The test case appears to ramp up the amount of vertices drawn with drawArrays.
This causes the conversion attribute buffers to be re-allocated for each draw.

To work around the issue, you could try to store each vertex attribute in a separate buffer.
Comment 20 Ashley Gullen 2021-10-25 08:06:02 PDT
IIRC, in the provided demos, each vertex attribute already uses its own separate buffer. So I don't think that suggested workaround will help here.
Comment 21 Kimmo Kinnunen 2021-10-26 04:15:08 PDT
Thanks for the info.
Yes, I can see the root cause is not that.
Comment 22 Kimmo Kinnunen 2021-10-26 04:25:05 PDT
Created attachment 442478 [details]
Patch
Comment 23 EWS Watchlist 2021-10-26 04:26:26 PDT
Note that there are important steps to take when updating ANGLE. See https://trac.webkit.org/wiki/UpdatingANGLE
Comment 24 Kimmo Kinnunen 2021-10-26 04:27:37 PDT
Created attachment 442479 [details]
Patch
Comment 25 Kenneth Russell 2021-10-26 11:19:24 PDT
Comment on attachment 442479 [details]
Patch

Fantastic diagnosis Kimmo.
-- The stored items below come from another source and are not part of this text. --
//! Simulation of alignments along a tree.
//!
//! - `Simulation`: a validated run that produces a [`SimulationOutput`].
//! - `SimulationBuilder`: fluent builder for `Simulation` with defaults.
//! - `TreeSampler`: the Markov process along a tree, for single-threaded use.
//! - `RunConfig`: serde form of a complete run.
//! - [`streams`]: seed handling and deterministic stream splitting.

pub mod builder;
pub mod config;
pub mod engine;
pub mod markov;
pub mod streams;

pub use builder::SimulationBuilder;
pub use config::{ComponentSpec, GammaSpec, ModelSpec, RunConfig};
pub use engine::{Simulation, SimulationOutput};
pub use markov::{simulate_alignment, SiteBlock, TreeSampler};
pub use streams::{chunk_sizes, run_parallel, split_streams, RootSeed, Stream};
Let's make sure this gets upstreamed. r+
Comment 26 Kenneth Russell 2021-10-26 11:35:05 PDT
Filed:

Metal: Upstream index buffer cache mapping performance improvement 
https://bugs.chromium.org/p/angleproject/issues/detail?id=6620

about upstreaming this patch.
Comment 27 Le Hoang Quyen 2021-10-26 18:59:30 PDT
(In reply to Kimmo Kinnunen from comment #24)
> Created attachment 442479 [details]
> Patch

Hi, I am interested in this finding.

Would it be more correct to change this condition:
```
if (!noSync && isCPUReadMemNeedSync())
```
to:
```
if (!noSync && (isCPUReadMemNeedSync() || !readonly))
```

?

The synchronization should be done if `noSync` is not requested AND
1. either the buffer's CPU memory needs synchronization due to ongoing GPU modifications.
2. or we are mapping within an intention to WRITE (even if the GPU is not modifying it).

* If we don't synchronize in the 2nd case then the buffer would be modified while its old content is being drawn by the GPU -> undefined results.

* `isCPUReadMemNeedSync()` flag is only used to indicate that the buffer is being modified by GPU and this modification needs to be made visible to CPU in order for it to read the update-to-date data.
Comment 28 Le Hoang Quyen 2021-10-26 19:05:20 PDT
btw, I didn't notice that ANGLE needs to update the index range every time `drawElements` is called with a new range.
Previously I mostly worked with "normal" mode OpenGL of ANGLE.
Apparently, ANGLE will always do index range check when it operates in "WebGL compatibility" mode.
Comment 29 Kimmo Kinnunen 2021-10-27 06:26:01 PDT
Created attachment 442584 [details]
Patch for landing
Comment 30 Kimmo Kinnunen 2021-10-27 06:27:28 PDT
(In reply to Le Hoang Quyen from comment #27)
> (In reply to Kimmo Kinnunen from comment #24)
> > Created attachment 442479 [details]
> > Patch
> 
> Hi, I am interested in this finding.
> 
> Would it be more correct to change this condition:
> ```
> if (!noSync && isCPUReadMemNeedSync())
> ```
> to:
> ```
> if (!noSync && (isCPUReadMemNeedSync() || !readonly))
> ```
> 

Yes, exactly! Thanks for review. (I couldn't put you as the reviewer due to tooling, sorry).

Taking the liberty to land with Ken's approval and above amends.
Comment 31 EWS 2021-10-27 10:43:45 PDT
Committed r284927 (243598@main): <https://commits.webkit.org/243598@main>

All reviewed patches have been landed. Closing bug and clearing flags on attachment 442584 [details].
Comment 32 osoker008 2021-11-23 04:16:52 PST
How long time does is take for this BugFixed Update in user's iOS Safari 15?
Comment 33 Ashley Gullen 2022-01-03 06:35:39 PST
This issue is marked fixed but it still reproduces in Safari 15.2. Is it really fixed? Should I file a new issue again?
Comment 34 Alexey Proskuryakov 2022-01-03 08:38:27 PST
This fix is not yet included in any Safari release or beta (other than Safari Technology Preview for macOS). We can not comment about future releases.
Comment 35 Ashley Gullen 2022-01-03 10:14:44 PST
I know this is probably out of your hands, but it is a pretty developer-hostile policy. It leaves us having to manually test every release that comes out to find out for ourselves as nobody at Apple is allowed to tell us anything about when anything will actually ship.